▶ Activity
Each record below is to be set down again precisely.

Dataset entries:
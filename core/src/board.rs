use alloc::vec;
use core::ops::Index;
use ndarray::Array2;
use serde::{Deserialize, Serialize};

use crate::*;

/// Rectangular grid of cells, indexed by `(row, col)`.
#[derive(Clone, Debug, PartialEq, Serialize, Deserialize)]
pub struct Board {
    cells: Array2<Cell>,
    mine_count: CellCount,
    mines_placed: bool,
}

impl Board {
    /// Empty board: every cell hidden, without mine, and with a zero count.
    pub fn new(rows: Coord, cols: Coord) -> Result<Self> {
        if rows == 0 || cols == 0 {
            return Err(GameError::InvalidDimensions);
        }

        let shape = (usize::from(rows), usize::from(cols));
        let cells = Array2::from_shape_fn(shape, |(row, col)| {
            Cell::new((row as Coord, col as Coord))
        });
        Ok(Self {
            cells,
            mine_count: 0,
            mines_placed: false,
        })
    }

    pub fn size(&self) -> Coord2 {
        let (rows, cols) = self.cells.dim();
        (rows as Coord, cols as Coord)
    }

    pub fn rows(&self) -> Coord {
        self.size().0
    }

    pub fn cols(&self) -> Coord {
        self.size().1
    }

    pub fn total_cells(&self) -> CellCount {
        let (rows, cols) = self.size();
        mult(rows, cols)
    }

    pub fn mine_count(&self) -> CellCount {
        self.mine_count
    }

    /// Whether placement already ran on this board, even if it placed zero mines.
    pub fn has_mines_placed(&self) -> bool {
        self.mines_placed
    }

    pub fn validate_coords(&self, coords: Coord2) -> Result<Coord2> {
        if in_bounds(coords, self.size()) {
            Ok(coords)
        } else {
            Err(GameError::InvalidCoords)
        }
    }

    pub fn get(&self, coords: Coord2) -> Option<&Cell> {
        self.cells.get(coords.to_nd_index())
    }

    pub fn iter(&self) -> impl Iterator<Item = &Cell> {
        self.cells.iter()
    }

    /// Cells grouped by row, top to bottom.
    pub fn iter_rows(&self) -> impl Iterator<Item = impl Iterator<Item = &Cell>> {
        self.cells.outer_iter().map(|row| row.into_iter())
    }

    pub fn iter_neighbors(&self, coords: Coord2) -> NeighborIter {
        self.cells.iter_neighbors(coords)
    }

    /// Number of mines among the up-to-8 neighbors of `coords`.
    pub fn adjacent_mine_count(&self, coords: Coord2) -> u8 {
        self.cells
            .iter_neighbor_cells(coords)
            .filter(|cell| cell.is_mine)
            .count() as u8
    }

    pub fn flagged_count(&self) -> CellCount {
        self.count_where(|cell| cell.status == CellStatus::Flagged)
    }

    /// Cells without a mine that are still hidden, zero means the board is cleared.
    pub fn hidden_safe_count(&self) -> CellCount {
        self.count_where(|cell| !cell.is_mine && cell.status.is_hidden())
    }

    pub fn is_cleared(&self) -> bool {
        self.hidden_safe_count() == 0
    }

    /// Flags placed on cells without a mine.
    pub fn misplaced_flags(&self) -> impl Iterator<Item = Coord2> {
        self.cells
            .iter()
            .filter(|cell| cell.is_misplaced_flag())
            .map(Cell::coords)
    }

    /// Places a mine at `coords`, returns `false` if there already was one.
    pub(crate) fn lay_mine(&mut self, coords: Coord2) -> bool {
        let cell = &mut self.cells[coords.to_nd_index()];
        if cell.is_mine {
            return false;
        }
        cell.is_mine = true;
        self.mine_count += 1;
        true
    }

    /// Fills in every neighbor count, must run once after the last mine is laid.
    pub(crate) fn finish_placement(&mut self) {
        let counts = Array2::from_shape_fn(self.cells.dim(), |(row, col)| {
            let coords = (row as Coord, col as Coord);
            if self.cells[coords.to_nd_index()].is_mine {
                0
            } else {
                self.adjacent_mine_count(coords)
            }
        });
        self.cells
            .zip_mut_with(&counts, |cell, &count| cell.neighbor_mines = count);
        self.mines_placed = true;
    }

    /// Reveals `coords`, flooding through cells without adjacent mines.
    ///
    /// Anything but a hidden cell is left as is. Never reports [`RevealOutcome::Won`], winning is
    /// decided by the session.
    pub fn reveal(&mut self, coords: Coord2) -> Result<RevealOutcome> {
        let coords = self.validate_coords(coords)?;
        let cell = &mut self.cells[coords.to_nd_index()];

        if !cell.status.is_hidden() {
            return Ok(RevealOutcome::NoChange);
        }

        if cell.is_mine {
            cell.status = CellStatus::Revealed;
            log::debug!("Revealed mine at {:?}", coords);
            return Ok(RevealOutcome::HitMine);
        }

        let opened = self.flood_reveal(coords);
        log::debug!("Revealed {} cell(s) from {:?}", opened, coords);
        Ok(RevealOutcome::Revealed)
    }

    fn flood_reveal(&mut self, start: Coord2) -> CellCount {
        let mut opened = 0;
        let mut to_visit = vec![start];

        while let Some(coords) = to_visit.pop() {
            let cell = &mut self.cells[coords.to_nd_index()];
            if !cell.status.is_hidden() {
                continue;
            }

            cell.status = CellStatus::Revealed;
            opened += 1;
            let count = cell.neighbor_mines;
            log::trace!("Flood opened cell at {:?}, mine count: {}", coords, count);

            if count == 0 {
                to_visit.extend(
                    self.cells
                        .iter_neighbor_cells_with_index(coords)
                        .filter(|(_, neighbor)| neighbor.status.is_hidden())
                        .map(|(pos, _)| pos),
                );
            }
        }

        opened
    }

    /// Switches a cell between hidden and flagged, revealed cells are left alone.
    pub fn toggle_flag(&mut self, coords: Coord2) -> Result<MarkOutcome> {
        let coords = self.validate_coords(coords)?;
        let cell = &mut self.cells[coords.to_nd_index()];

        Ok(match cell.status {
            CellStatus::Hidden => {
                cell.status = CellStatus::Flagged;
                MarkOutcome::Flagged
            }
            CellStatus::Flagged => {
                cell.status = CellStatus::Hidden;
                MarkOutcome::Unflagged
            }
            CellStatus::Revealed => MarkOutcome::NoChange,
        })
    }

    /// Shows every mine on the board, flagged ones included.
    pub fn reveal_all_mines(&mut self) {
        for cell in self.cells.iter_mut().filter(|cell| cell.is_mine) {
            cell.status = CellStatus::Revealed;
        }
    }

    /// Marks every mine as flagged, regardless of what the player flagged.
    pub fn flag_all_mines(&mut self) {
        for cell in self.cells.iter_mut().filter(|cell| cell.is_mine) {
            cell.status = CellStatus::Flagged;
        }
    }

    fn count_where(&self, predicate: impl Fn(&Cell) -> bool) -> CellCount {
        self.cells.iter().filter(|&cell| predicate(cell)).count() as CellCount
    }
}

impl Index<Coord2> for Board {
    type Output = Cell;

    fn index(&self, coords: Coord2) -> &Self::Output {
        &self.cells[coords.to_nd_index()]
    }
}

/// Empty `rows` x `cols` board.
pub fn new_board(rows: Coord, cols: Coord) -> Result<Board> {
    Board::new(rows, cols)
}

/// Reveals `coords` on `board`, returning the updated board and whether a mine exploded.
pub fn reveal(mut board: Board, coords: Coord2) -> Result<(Board, bool)> {
    let outcome = board.reveal(coords)?;
    Ok((board, outcome.exploded()))
}

/// Toggles the flag at `coords` on `board`.
pub fn toggle_flag(mut board: Board, coords: Coord2) -> Result<Board> {
    board.toggle_flag(coords)?;
    Ok(board)
}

▶ The completed task
filename core/src/board.rs
use alloc::vec;
use core::ops::Index;
use ndarray::Array2;
use serde::{Deserialize, Serialize};

use crate::*;

/// Rectangular grid of cells, indexed by `(row, col)`.
#[derive(Clone, Debug, PartialEq, Serialize, Deserialize)]
pub struct Board {
    cells: Array2<Cell>,
    mine_count: CellCount,
    mines_placed: bool,
}

impl Board {
    /// Empty board: every cell hidden, without mine, and with a zero count.
    pub fn new(rows: Coord, cols: Coord) -> Result<Self> {
        if rows == 0 || cols == 0 {
            return Err(GameError::InvalidDimensions);
        }

        let shape = (usize::from(rows), usize::from(cols));
        let cells = Array2::from_shape_fn(shape, |(row, col)| {
            Cell::new((row as Coord, col as Coord))
        });
        Ok(Self {
            cells,
            mine_count: 0,
            mines_placed: false,
        })
    }

    pub fn size(&self) -> Coord2 {
        let (rows, cols) = self.cells.dim();
        (rows as Coord, cols as Coord)
    }

    pub fn rows(&self) -> Coord {
        self.size().0
    }

    pub fn cols(&self) -> Coord {
        self.size().1
    }

    pub fn total_cells(&self) -> CellCount {
        let (rows, cols) = self.size();
        mult(rows, cols)
    }

    pub fn mine_count(&self) -> CellCount {
        self.mine_count
    }

    /// Whether placement already ran on this board, even if it placed zero mines.
    pub fn has_mines_placed(&self) -> bool {
        self.mines_placed
    }

    pub fn validate_coords(&self, coords: Coord2) -> Result<Coord2> {
        if in_bounds(coords, self.size()) {
            Ok(coords)
        } else {
            Err(GameError::InvalidCoords)
        }
    }

    pub fn get(&self, coords: Coord2) -> Option<&Cell> {
        self.cells.get(coords.to_nd_index())
    }

    pub fn iter(&self) -> impl Iterator<Item = &Cell> {
        self.cells.iter()
    }

    /// Cells grouped by row, top to bottom.
    pub fn iter_rows(&self) -> impl Iterator<Item = impl Iterator<Item = &Cell>> {
        self.cells.outer_iter().map(|row| row.into_iter())
    }

    pub fn iter_neighbors(&self, coords: Coord2) -> NeighborIter {
        self.cells.iter_neighbors(coords)
    }

    /// Number of mines among the up-to-8 neighbors of `coords`.
    pub fn adjacent_mine_count(&self, coords: Coord2) -> u8 {
        self.cells
            .iter_neighbor_cells(coords)
            .filter(|cell| cell.is_mine)
            .count() as u8
    }

    pub fn flagged_count(&self) -> CellCount {
        self.count_where(|cell| cell.status == CellStatus::Flagged)
    }

    /// Cells without a mine that are still hidden, zero means the board is cleared.
    pub fn hidden_safe_count(&self) -> CellCount {
        self.count_where(|cell| !cell.is_mine && cell.status.is_hidden())
    }

    pub fn is_cleared(&self) -> bool {
        self.hidden_safe_count() == 0
    }

    /// Flags placed on cells without a mine.
    pub fn misplaced_flags(&self) -> impl Iterator<Item = Coord2> {
        self.cells
            .iter()
            .filter(|cell| cell.is_misplaced_flag())
            .map(Cell::coords)
    }

    /// Places a mine at `coords`, returns `false` if there already was one.
    pub(crate) fn lay_mine(&mut self, coords: Coord2) -> bool {
        let cell = &mut self.cells[coords.to_nd_index()];
        if cell.is_mine {
            return false;
        }
        cell.is_mine = true;
        self.mine_count += 1;
        true
    }

    /// Fills in every neighbor count, must run once after the last mine is laid.
    pub(crate) fn finish_placement(&mut self) {
        let counts = Array2::from_shape_fn(self.cells.dim(), |(row, col)| {
            let coords = (row as Coord, col as Coord);
            if self.cells[coords.to_nd_index()].is_mine {
                0
            } else {
                self.adjacent_mine_count(coords)
            }
        });
        self.cells
            .zip_mut_with(&counts, |cell, &count| cell.neighbor_mines = count);
        self.mines_placed = true;
    }

    /// Reveals `coords`, flooding through cells without adjacent mines.
    ///
    /// Anything but a hidden cell is left as is. Never reports [`RevealOutcome::Won`], winning is
    /// decided by the session.
    pub fn reveal(&mut self, coords: Coord2) -> Result<RevealOutcome> {
        let coords = self.validate_coords(coords)?;
        let cell = &mut self.cells[coords.to_nd_index()];

        if !cell.status.is_hidden() {
            return Ok(RevealOutcome::NoChange);
        }

        if cell.is_mine {
            cell.status = CellStatus::Revealed;
            log::debug!("Revealed mine at {:?}", coords);
            return Ok(RevealOutcome::HitMine);
        }

        let opened = self.flood_reveal(coords);
        log::debug!("Revealed {} cell(s) from {:?}", opened, coords);
        Ok(RevealOutcome::Revealed)
    }

    fn flood_reveal(&mut self, start: Coord2) -> CellCount {
        let mut opened = 0;
        let mut to_visit = vec![start];

        while let Some(coords) = to_visit.pop() {
            let cell = &mut self.cells[coords.to_nd_index()];
            if !cell.status.is_hidden() {
                continue;
            }

            cell.status = CellStatus::Revealed;
            opened += 1;
            let count = cell.neighbor_mines;
            log::trace!("Flood opened cell at {:?}, mine count: {}", coords, count);

            if count == 0 {
                to_visit.extend(
                    self.cells
                        .iter_neighbor_cells_with_index(coords)
                        .filter(|(_, neighbor)| neighbor.status.is_hidden())
                        .map(|(pos, _)| pos),
                );
            }
        }

        opened
    }

    /// Switches a cell between hidden and flagged, revealed cells are left alone.
    pub fn toggle_flag(&mut self, coords: Coord2) -> Result<MarkOutcome> {
        let coords = self.validate_coords(coords)?;
        let cell = &mut self.cells[coords.to_nd_index()];

        Ok(match cell.status {
            CellStatus::Hidden => {
                cell.status = CellStatus::Flagged;
                MarkOutcome::Flagged
            }
            CellStatus::Flagged => {
                cell.status = CellStatus::Hidden;
                MarkOutcome::Unflagged
            }
            CellStatus::Revealed => MarkOutcome::NoChange,
        })
    }

    /// Shows every mine on the board, flagged ones included.
    pub fn reveal_all_mines(&mut self) {
        for cell in self.cells.iter_mut().filter(|cell| cell.is_mine) {
            cell.status = CellStatus::Revealed;
        }
    }

    /// Marks every mine as flagged, regardless of what the player flagged.
    pub fn flag_all_mines(&mut self) {
        for cell in self.cells.iter_mut().filter(|cell| cell.is_mine) {
            cell.status = CellStatus::Flagged;
        }
    }

    fn count_where(&self, predicate: impl Fn(&Cell) -> bool) -> CellCount {
        self.cells.iter().filter(|&cell| predicate(cell)).count() as CellCount
    }
}

impl Index<Coord2> for Board {
    type Output = Cell;

    fn index(&self, coords: Coord2) -> &Self::Output {
        &self.cells[coords.to_nd_index()]
    }
}

/// Empty `rows` x `cols` board.
pub fn new_board(rows: Coord, cols: Coord) -> Result<Board> {
    Board::new(rows, cols)
}

/// Reveals `coords` on `board`, returning the updated board and whether a mine exploded.
pub fn reveal(mut board: Board, coords: Coord2) -> Result<(Board, bool)> {
    let outcome = board.reveal(coords)?;
    Ok((board, outcome.exploded()))
}

/// Toggles the flag at `coords` on `board`.
pub fn toggle_flag(mut board: Board, coords: Coord2) -> Result<Board> {
    board.toggle_flag(coords)?;
    Ok(board)
}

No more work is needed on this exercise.